*** Opening of DATASET ENTRIES ***

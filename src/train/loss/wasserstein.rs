//! Wasserstein critic / generator objectives

use crate::autograd::{mean, scale, sub};
use crate::Tensor;

/// Adversarial loss pair for a Wasserstein critic
///
/// Both methods return scalars to minimize.
pub trait WassersteinLoss {
    /// Loss for the critic given real and fake scores
    fn critic_loss(&self, real_scores: &Tensor, fake_scores: &Tensor) -> Tensor;

    /// Loss for the generator given scores of its output
    fn generator_loss(&self, fake_scores: &Tensor) -> Tensor;
}

/// `mean(fake) - mean(real)` for the critic, `-mean(fake)` for the generator
#[derive(Debug, Clone, Copy, Default)]
pub struct MeanGapWasserstein;

impl WassersteinLoss for MeanGapWasserstein {
    fn critic_loss(&self, real_scores: &Tensor, fake_scores: &Tensor) -> Tensor {
        sub(&mean(fake_scores), &mean(real_scores))
    }

    fn generator_loss(&self, fake_scores: &Tensor) -> Tensor {
        scale(&mean(fake_scores), -1.0)
    }
}

#[cfg(test)]
mod tests {
    use super::*;
    use crate::autograd::backward;
    use approx::assert_abs_diff_eq;

    #[test]
    fn test_critic_loss_is_mean_gap() {
        let real = Tensor::from_vec(vec![2.0, 4.0], true);
        let fake = Tensor::from_vec(vec![1.0, 0.0, -1.0], true);
        let loss = MeanGapWasserstein.critic_loss(&real, &fake);
        assert_abs_diff_eq!(loss.item(), -3.0, epsilon = 1e-6);

        backward(&loss, None);
        assert_eq!(real.grad().unwrap().to_vec(), vec![-0.5, -0.5]);
        for g in fake.grad().unwrap().iter() {
            assert_abs_diff_eq!(*g, 1.0 / 3.0, epsilon = 1e-6);
        }
    }

    #[test]
    fn test_generator_loss() {
        let fake = Tensor::from_vec(vec![1.0, 3.0], false);
        let loss = MeanGapWasserstein.generator_loss(&fake);
        assert_abs_diff_eq!(loss.item(), -2.0, epsilon = 1e-6);
    }
}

*** Close of DATASET ENTRIES ***

For the records above, state how many lines contain the string "unwrap", with no added text.

§ **REPLY TO THE EXERCISE**
2